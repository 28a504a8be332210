use std::sync::Arc;

use super::{
    tokenizer::tokenize,
    vocabulary::{Vocabulary, UNK_ID},
};

/// An ordered list of vocabulary ids representing one document
pub type TokenSequence = Vec<usize>;

/// Maps raw text to token ids using a shared, immutable vocabulary
#[derive(Clone, Debug)]
pub struct Vectorizer {
    /// The vocabulary used for lookups
    vocabulary: Arc<Vocabulary>,

    /// Optional cap on the number of tokens kept per document
    max_tokens: Option<usize>,
}

impl Vectorizer {
    /// Create a vectorizer over the given vocabulary
    pub fn new(vocabulary: Arc<Vocabulary>) -> Self {
        Self {
            vocabulary,
            max_tokens: None,
        }
    }

    /// Keep at most `max_tokens` tokens from the start of each document
    pub fn with_max_tokens(mut self, max_tokens: Option<usize>) -> Self {
        self.max_tokens = max_tokens;
        self
    }

    /// The vocabulary behind this vectorizer
    pub fn vocabulary(&self) -> &Arc<Vocabulary> {
        &self.vocabulary
    }

    /// The per-document token cap, if any
    pub fn max_tokens(&self) -> Option<usize> {
        self.max_tokens
    }

    /// Map one document to ids. Unknown tokens become `UNK_ID`, empty text an empty sequence.
    pub fn vectorize(&self, text: &str) -> TokenSequence {
        let tokens = tokenize(text);
        let limit = self.max_tokens.unwrap_or(tokens.len());

        tokens
            .iter()
            .take(limit)
            .map(|token| self.vocabulary.id(token).unwrap_or(UNK_ID))
            .collect()
    }

    /// Map a set of documents to ids
    pub fn vectorize_all<S: AsRef<str>>(&self, texts: &[S]) -> Vec<TokenSequence> {
        texts
            .iter()
            .map(|text| self.vectorize(text.as_ref()))
            .collect()
    }

    /// Map ids back to tokens. Ids outside the vocabulary decode as `<unk>`.
    pub fn decode(&self, ids: &[usize]) -> Vec<&str> {
        let unknown = self.vocabulary.tokens()[UNK_ID].as_str();

        ids.iter()
            .map(|id| self.vocabulary.token(*id).unwrap_or(unknown))
            .collect()
    }
}
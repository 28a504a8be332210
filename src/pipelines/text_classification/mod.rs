/// Batcher
pub mod batcher;

/// Text Classification Items
pub mod item;

/// Training
pub mod training;

/// Inference
pub mod inference;

/// Saving and loading trained classifiers
pub mod artifact;

pub use artifact::{Artifact, Manifest};
pub use batcher::Batcher;
pub use inference::{infer, Prediction, Predictor};
pub use item::Item;
pub use training::{
    artifact_dir, evaluate, evaluate_outcome, train, Config, Evaluation, Optimizer, Outcome,
};
use serde::{Deserialize, Serialize};

use crate::{
    error::{Error, Result},
    text::{Vocabulary, PAD_ID},
    utils::init::Initializer,
};

/// Word vectors read from the GloVe / word2vec text format
pub mod word_vectors;

pub use word_vectors::WordVectors;

/// A source of pre-trained vectors keyed by token
pub trait EmbeddingProvider {
    /// The length of every vector this provider returns
    fn dimension(&self) -> usize;

    /// The vector for a token, if the provider knows it
    fn lookup(&self, token: &str) -> Option<&[f32]>;
}

/// How rows are filled for tokens the provider does not know.
///
/// Zero rows contribute nothing until trained, random rows give every token a distinct
/// starting point. The padding row is always zero.
#[derive(Clone, Copy, Debug, Default, PartialEq, Eq, Serialize, Deserialize)]
pub enum MissPolicy {
    /// Draw the row uniformly from `[-INIT_BOUND, INIT_BOUND)`
    #[default]
    Random,

    /// Leave the row at zero
    Zero,
}

/// The range used for randomly initialised embedding rows
pub const INIT_BOUND: f32 = 0.05;

/// How much of a vocabulary a provider covered
#[derive(Clone, Copy, Debug, Default, PartialEq, Eq)]
pub struct Coverage {
    /// Rows copied from the provider
    pub hits: usize,

    /// Rows filled according to the miss policy (the padding row is not counted)
    pub misses: usize,
}

/// Build a row-major `[vocab.len(), dimension]` embedding table.
///
/// Without a provider every row except padding is random. With one, known tokens copy their
/// pre-trained vector and the rest follow `policy`.
pub fn embedding_table(
    vocab: &Vocabulary,
    dimension: usize,
    provider: Option<&dyn EmbeddingProvider>,
    policy: MissPolicy,
    init: &mut Initializer,
) -> Result<(Vec<f32>, Coverage)> {
    if let Some(provider) = provider {
        if provider.dimension() != dimension {
            return Err(Error::config(format!(
                "pre-trained vectors have {} dimensions but the embedding expects {}",
                provider.dimension(),
                dimension
            )));
        }
    }

    let mut table = Vec::with_capacity(vocab.len() * dimension);
    let mut coverage = Coverage::default();

    for (id, token) in vocab.tokens().iter().enumerate() {
        if id == PAD_ID {
            table.extend(init.constant(dimension, 0.0));
            continue;
        }

        match provider.and_then(|p| p.lookup(token)) {
            Some(vector) => {
                if vector.len() != dimension {
                    return Err(Error::config(format!(
                        "pre-trained vector for '{}' has {} values, expected {}",
                        token,
                        vector.len(),
                        dimension
                    )));
                }

                coverage.hits += 1;
                table.extend_from_slice(vector);
            }
            None => {
                coverage.misses += 1;

                let row = match (provider, policy) {
                    (Some(_), MissPolicy::Zero) => init.constant(dimension, 0.0),
                    _ => init.uniform(dimension, INIT_BOUND),
                };

                table.extend(row);
            }
        }
    }

    if provider.is_some() {
        log::info!(
            "Pre-trained vectors covered {} of {} tokens",
            coverage.hits,
            coverage.hits + coverage.misses
        );
    }

    Ok((table, coverage))
}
—————
Exactly the lines above from the one with "fn dimension(&self) -> usize;" to the one with "initialised embedding rows", both included, are to be quoted; leave the rest out.

    fn dimension(&self) -> usize;

    /// The vector for a token, if the provider knows it
    fn lookup(&self, token: &str) -> Option<&[f32]>;
}

/// How rows are filled for tokens the provider does not know.
///
/// Zero rows contribute nothing until trained, random rows give every token a distinct
/// starting point. The padding row is always zero.
#[derive(Clone, Copy, Debug, Default, PartialEq, Eq, Serialize, Deserialize)]
pub enum MissPolicy {
    /// Draw the row uniformly from `[-INIT_BOUND, INIT_BOUND)`
    #[default]
    Random,

    /// Leave the row at zero
    Zero,
}

/// The range used for randomly initialised embedding rows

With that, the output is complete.